Não será a escola um espaço de proteção, não seria uma comunidade?

Como pode nos retratar a estória sobre as diferenças de um autor desconhecido.

Diferenças
“Conta-se que vários bichos decidiram fundar uma escola. Para isso, reuniram-se e começaram a escolher as disciplinas. O Pássaro insistiu para que houvesse aulas de vôo. O Esquilo achou que a subida perpendicular em árvores era fundamental. E o Coelho queria de qualquer jeito que a corrida fosse incluída.E assim foi feito. Incluíram tudo, mas cometeram um grande erro. Insistiram para que todos os bichos praticassem todos os cursos oferecidos. O Coelho foi magnífico na corrida, ninguém corria como ele. Mas queriam ensiná-lo a voar. Colocaram-no numa árvore e disseram: "Voa, Coelho".Ele saltou lá de cima e "pluft"... coitadinho! Quebrou as pernas. O Coelho não aprendeu a voar e acabou sem poder correr também. O Pássaro voava como nenhum outro, mas o obrigaram a cavar buracos como uma toupeira. Quebrou o bico e as asas e, depois, já não conseguia voar tão bem e nem mais cavar buracos. “

Identidades e perturbações num espaço de trânsito

Imagem: http://antropoloucos.blogspot.com/2007/10/crise-de-identidade-ftil-ou-no.html


Estar total ou parcialmente ‘deslocado’ em toda parte, não estar totalmente em lugar algum (ou seja, sem restrições e embargos, sem que alguns aspectos da pessoa ‘se sobressaiam’ e sejam visto por outras como estranhos), pode ser uma experiência desconfortável, por vezes perturbadora. Sempre há alguma coisa a explicar, desculpar, esconder ou, pelo contrário, corajosamente ostentar, negociar, oferecer e barganhar. (...) as ‘identidades’ flutuam no ar.
(Zygmunt Bauman)



A percepção de nós mesmos como sujeitos integrados foi abalada nos tempos da modernidade tardia. Caracterizadas pela diferença, as sociedades da modernidade tardia sofreram, segundo Stuart Hall, pelo menos, cinco descentramentos. 1.Do resgate de Marx por Althusser, veio a rejeição da noção abstrata do homem universal. 2. De Freud, herdamos a incômoda percepção do nosso inconsciente. 3. De Saussure, impôs-se o questionamento de que não seríamos "os autores" das afirmações que fazemos. 4. De Foucault, irrompeu-se a força do poder disciplinar na genealogia do sujeito moderno. 5. Do feminismo (bem como dos novos movimentos sociais), colocou-se a tomada de decisão pelo descentramento do sujeito cartesiano e a defesa da política de identidade – uma identidade para cada movimento.

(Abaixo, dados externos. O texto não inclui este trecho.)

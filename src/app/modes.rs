//! Input modes.
//!
//! The mode decides how the plugin shim maps raw keys onto [`Event`]s. It is
//! derived from the holders, never stored: the search bar's visibility and
//! focus pick the search modes, and the form route picks [`InputMode::Form`].
//!
//! [`Event`]: super::handler::Event

use super::view_state::SearchFocus;

/// Current input handling mode.
#[derive(Debug, Clone, Copy, PartialEq, Eq)]
pub enum InputMode {
    /// Navigation and commands on the list and detail screens.
    ///
    /// Keybindings: j/k (move), Enter (open), Space (toggle done), d (delete),
    /// / (search), s (sort), a (add), e (edit), r (retry), Esc (back), q (quit).
    Normal,

    /// The search bar is open. Carries whether keys edit the query or move
    /// through the results.
    Search(SearchFocus),

    /// The create/edit form has focus; characters go to the focused field.
    Form,
}

impl InputMode {
    /// Returns `true` when printable characters are text input rather than
    /// commands.
    #[must_use]
    pub const fn captures_text(self) -> bool {
        matches!(self, Self::Search(SearchFocus::Typing) | Self::Form)
    }
}

#[cfg(test)]
mod tests {
    use super::*;

    #[test]
    fn test_captures_text() {
        assert!(InputMode::Form.captures_text());
        assert!(InputMode::Search(SearchFocus::Typing).captures_text());
        assert!(!InputMode::Search(SearchFocus::Navigating).captures_text());
        assert!(!InputMode::Normal.captures_text());
    }
}
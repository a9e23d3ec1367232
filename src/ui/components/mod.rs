//! Component renderers and the frame layout.
//!
//! - [`top_bar`]: Title bar or search input
//! - [`list`]: Status line and task rows
//! - [`detail`]: One task's fields and description
//! - [`form`]: Create/edit fields
//! - [`empty`]: Centered message states
//! - [`footer`]: Banner, floating add button and key hints
//!
//! # Layout
//!
//! ```text
//! [Top bar]
//! [Border]
//! [Screen: list | detail | form | message]
//! [Banner, when set]
//! [FAB, flush right, when shown]
//! [Border]
//! [Footer]
//! ```

mod detail;
mod empty;
mod footer;
mod form;
mod list;
mod top_bar;

use crate::ui::helpers::position_cursor;
use crate::ui::theme::Theme;
use crate::ui::viewmodel::{ScreenView, UIViewModel};

/// Renders a horizontal border line at `row`.
fn render_border(row: usize, color: &str, cols: usize) -> usize {
    position_cursor(row, 1);
    print!("{}", Theme::fg(color));
    print!("{}", "─".repeat(cols));
    print!("{}", Theme::reset());
    row + 1
}

/// Renders a full frame into a `rows` x `cols` pane.
pub fn render_frame(vm: &UIViewModel, theme: &Theme, rows: usize, cols: usize) {
    let mut current_row = 1;
    current_row = top_bar::render_top_bar(current_row, &vm.top_bar, theme, cols);
    current_row = render_border(current_row, &theme.colors.border, cols);

    let footer_row = rows.max(current_row + 2);
    let bottom_border_row = footer_row - 1;
    let mut next_bottom = bottom_border_row;

    let fab_row = vm.fab.as_ref().map(|_| {
        next_bottom -= 1;
        next_bottom
    });
    let banner_row = vm.banner.as_ref().map(|_| {
        next_bottom -= 1;
        next_bottom
    });
    let last_screen_row = next_bottom.saturating_sub(1);

    match &vm.screen {
        ScreenView::List(view) => {
            list::render_list(current_row, view, theme, cols);
        }
        ScreenView::Detail(view) => {
            detail::render_detail(current_row, last_screen_row, view, theme, cols);
        }
        ScreenView::Form(view) => {
            form::render_form(current_row, view, theme, cols);
        }
        ScreenView::Message(view) => {
            empty::render_empty_state(current_row, view, theme, cols);
        }
    }

    if let (Some(row), Some(banner)) = (banner_row, &vm.banner) {
        footer::render_banner(row, banner, theme, cols);
    }
    if let (Some(row), Some(fab)) = (fab_row, &vm.fab) {
        footer::render_fab(row, fab, theme, cols);
    }
    render_border(bottom_border_row, &theme.colors.border, cols);
    footer::render_footer(footer_row, &vm.footer, theme, cols);
}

Bauman e Hall nos inquietam? Qual a contribuição de suas percepções do sujeito, da identidade e da diferença para nossa atuação como educadores? O que significa rompermos com a idéia de uma identidade fixa e estável? Talvez uma pista seja não perdermos de vista, tal qual já fazia Paulo Freire, que "o ser humano também é inacabado e, justamente por isso, o ato de ensinar/aprender deve ser permanente".


Entendo que um dos sentidos da escola é o ser espaço de trânsito que acolhe identidades abertas, contraditórias, inacabadas, fragmentadas, etc. Na escola, as identidades flutuam no ar...apesar das lutas pela fixação de um sujeito unificado.